Иван Меньшиков - Бессмертие
Тоня вздыхает. Ей по-хорошему грустно.
— Скоро приедем, — говорит Хойко, — чай будем пить. Ты замерзла?
— Нет, — говорит Тоня. — Помолчим давай. Мне очень хорошо.
— Помолчим, — говорит Хойко, но Тоне уже хочется говорить.
Она чувствует, как онемели ее ноги и холод пробрался к телу.
«Зря малицу не взяла», — думает она.
— Подожди немного, я хочу узнать, крепкий ли наст, — говорит она смущенно и, не дожидаясь ответа, прыгает с нарт.
Олени резким рывком выносят нарты на вершину сопки, а девушка, падая на скованный морозом снег, поднимается и бежит вслед за ними. Плохо расхоженные валенки жмут ей ноги.

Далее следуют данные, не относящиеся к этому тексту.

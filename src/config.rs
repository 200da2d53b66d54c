//! Tunables for the client session and the server loop.
//!
//! The defaults reproduce the protocol's historical constants. They are
//! plain fields so deployments on unusual networks can override them.

use std::time::Duration;

/// Default service port.
pub const DEFAULT_PORT: u16 = 50095;

/// Largest request payload the server accepts.
pub const MAX_MESSAGE_LEN: u64 = 1024 * 1024;

#[derive(Debug, Clone)]
pub struct ClientConfig {
    pub port: u16,
    /// Bound on a single non-blocking connect.
    pub connect_timeout: Duration,
    /// How long to wait for the ack that follows every request header.
    pub ack_timeout: Duration,
    /// Bound on any other read or write while a request is in flight.
    pub io_timeout: Duration,
    /// Reconnect-and-resend attempts per logical request.
    pub max_retries: u32,
}

impl Default for ClientConfig {
    fn default() -> Self {
        Self {
            port: DEFAULT_PORT,
            connect_timeout: Duration::from_secs(5),
            ack_timeout: Duration::from_millis(2000),
            io_timeout: Duration::from_secs(60),
            max_retries: 3,
        }
    }
}

#[derive(Debug, Clone)]
pub struct ServerConfig {
    /// Address to bind, without the port.
    pub listen_address: String,
    pub port: u16,
    /// Allow-list in `IpRangeList` syntax.
    pub allowed: String,
    /// Silence after which a client is told to go away. 25s sits below
    /// the 30s idle cutoff common in NAT gateways and firewalls; retune it
    /// for other environments.
    pub idle_timeout: Duration,
    /// Bound on reads and writes inside one request cycle.
    pub io_timeout: Duration,
    pub max_message_len: u64,
    pub events_capacity: usize,
}

impl Default for ServerConfig {
    fn default() -> Self {
        Self {
            listen_address: "0.0.0.0".to_string(),
            port: DEFAULT_PORT,
            allowed: "127.0.0.1".to_string(),
            idle_timeout: Duration::from_secs(25),
            io_timeout: Duration::from_secs(60),
            max_message_len: MAX_MESSAGE_LEN,
            events_capacity: 1024,
        }
    }
}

— Хойко! — кричит она, задыхаясь от радости. — Хойко!
Хойко смеется в ответ. Он размахивает хореем уже на вершине соседней сопки. При сумеречном свете звезд она видит, как он отвязывает чемодан и малицу.
Подбежав к упряжке, Тоня покорно надевает малицу и толкает в снег Хойко.
— Вот беда, — говорит Хойко, — ученая, а толкается!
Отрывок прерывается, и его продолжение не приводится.